Well here we are in 2010 already. Still cannot believe it. Had a heck of a time getting up this morning and back into that school and work routine. Started Day 1 of my diet today....so far so good. But the first couple of days always seem to be the easiest for me. It is the sticking with it that’s a problem. I do know that I have willpower just got to find where it is. My hubby is dieting with me so hopefully it will work with the two of us being there for each other. We quit smoking together - June 2010 will be 5 years, so I know that together we can do it. So the plan is:
Breakfast - Special K
Lunch - we will be alternating weekly between All-You-Can-Eat Diet Soup (just like vegetable soup and actually very delicious) and salads with baked fish or chicken.
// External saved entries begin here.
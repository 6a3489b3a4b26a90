use crate::areas::repository::Repository;
use crate::errors::GitletError;
use std::io::Write;

impl Repository {
    /// Print the ID of every commit whose message contains `message`
    pub fn find(&mut self, message: &str) -> anyhow::Result<()> {
        self.rehydrate()?;

        let matches = self
            .database()
            .list_commits()?
            .into_iter()
            .filter(|(_, commit)| commit.message().contains(message))
            .map(|(commit_oid, _)| commit_oid)
            .collect::<Vec<_>>();

        if matches.is_empty() {
            return Err(GitletError::NoCommitWithMessage.into());
        }

        for commit_oid in matches {
            writeln!(self.writer(), "{commit_oid}")?;
        }

        Ok(())
    }
}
Dinner - As usual but with portion control and hopefully some new low cal recipes
I am limiting myself to 1-8 ounce glass of Coke a day and plan to drink lots of water.
So with that being said my goal is to lose 20 pounds by mid March. I will post my weekly progress here. Anyone interested in the recipe for All-You-Can-Eat Diet Soup will find it below. It only has 45 calories per cup! Recipe is very easy and makes 28 cups.
·1 pound(s) carrots, sliced
·3 medium (1 1/2 pounds) onions, chopped
·4 stalk(s) celery, sliced
·2 large cloves garlic, crushed with press
·2 can(s) (28 ounces each) whole tomatoes in juice
·1/2 small (1-pound) head green cabbage, thinly sliced
·3/4 pound(s) green beans, trimmed and each cut into thirds (I used frozen)
·1 can(s) (48-ounce) chicken broth ·6 cup(s) water ·1 teaspoon(s) salt
·1/4 teaspoon(s) ground black pepper
·3 medium (1 1/4 pounds) zucchini, sliced into half-moons
·2 bag(s) (6 ounces each) baby spinach leaves
1. Coat 12-quart stockpot (or 2 large saucepans) with nonstick cooking spray. Over medium-high heat, add carrots, onions, celery, and garlic; cook 8 minutes or until vegetables soften, stirring occasionally.
2. Add tomatoes with their liquid, breaking up tomatoes with side of spoon. Add cabbage, green beans, broth, water, salt, and pepper; heat to boiling over high heat, stirring occasionally.
3. Reduce heat to low; cover and simmer 10 minutes, stirring occasionally. Increase heat to high; stir in zucchini and spinach and heat to boiling. Reduce heat to low; cover and simmer 10 minutes or until all vegetables are tender.